» **Exercise prompt**: The answer is the set of lines that include "HealthResponse", copied from the data below.

» **Provided data**:
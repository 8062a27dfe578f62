use super::{HealthResponse, ServerState, pages, response_error, slide_error_response};
use axum::{
    Json,
    body::Bytes,
    extract::{Multipart, Path, State, multipart::Field},
    http::StatusCode,
    response::{Html, IntoResponse, Response},
};
use bytes::BytesMut;
use slidepost_core::{ReadDocumentOperationRequest, SlideError, UploadDocumentOperationRequest};
use std::sync::Arc;

const UPLOAD_FIELD: &str = "filename";

pub(crate) async fn index(State(state): State<Arc<ServerState>>) -> impl IntoResponse {
    Html(pages::index_page(
        state.options.max_file_size,
        state.options.max_hours,
    ))
}

pub(crate) async fn health(State(state): State<Arc<ServerState>>) -> impl IntoResponse {
    let entries = match state.store.list().await {
        Ok(entries) => entries,
        Err(error) => return slide_error_response(error),
    };
    // the figure quota checks are made against
    let usage_bytes = match state.store.usage().await {
        Ok(usage_bytes) => usage_bytes,
        Err(error) => return slide_error_response(error),
    };

    let payload = HealthResponse {
        status: "ok".to_string(),
        blobs: entries.len(),
        usage_bytes,
        quota_bytes: state.options.max_quota,
    };

    (StatusCode::OK, Json(payload)).into_response()
}

pub(crate) async fn upload(
    State(state): State<Arc<ServerState>>,
    mut multipart: Multipart,
) -> impl IntoResponse {
    let max_file_size = state.options.max_file_size;

    let body = loop {
        let field = match multipart.next_field().await {
            Ok(Some(field)) => field,
            Ok(None) => return response_error(StatusCode::BAD_REQUEST, "nothing received"),
            Err(error) => return response_error(error.status(), error.body_text()),
        };
        if field.name() != Some(UPLOAD_FIELD) {
            continue;
        }

        match read_field(field, max_file_size).await {
            Ok(body) => break body,
            Err(response) => return response,
        }
    };

    let operation_result = state
        .upload_document_operation
        .run(UploadDocumentOperationRequest {
            body,
            declared_size: None,
        })
        .await;

    match operation_result {
        Ok(result) => (StatusCode::OK, Html(pages::upload_page(&result))).into_response(),
        Err(error) => {
            tracing::debug!("Upload rejected: {}", error);
            slide_error_response(error)
        }
    }
}

pub(crate) async fn view_slide(
    State(state): State<Arc<ServerState>>,
    Path(key): Path<String>,
) -> impl IntoResponse {
    match state
        .read_document_operation
        .run(ReadDocumentOperationRequest { key })
        .await
    {
        Ok(result) => (StatusCode::OK, Html(result.html)).into_response(),
        Err(error) => slide_error_response(error),
    }
}

/// Read an upload field, buffering at most `max_file_size` bytes.
///
/// An oversized field is still drained so the client receives the error
/// response instead of a reset connection.
async fn read_field(mut field: Field<'_>, max_file_size: u64) -> Result<Bytes, Response> {
    let mut buffer = BytesMut::new();
    let mut size: u64 = 0;

    loop {
        let chunk = match field.chunk().await {
            Ok(Some(chunk)) => chunk,
            Ok(None) => break,
            Err(error) => return Err(response_error(error.status(), error.body_text())),
        };

        size += chunk.len() as u64;
        if size <= max_file_size {
            buffer.extend_from_slice(&chunk);
        }
    }

    if size > max_file_size {
        return Err(slide_error_response(SlideError::SizeExceeded {
            max: max_file_size,
            actual: size,
        }));
    }

    Ok(buffer.freeze())
}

» **Reply**:
use super::{HealthResponse, ServerState, pages, response_error, slide_error_response};
    let payload = HealthResponse {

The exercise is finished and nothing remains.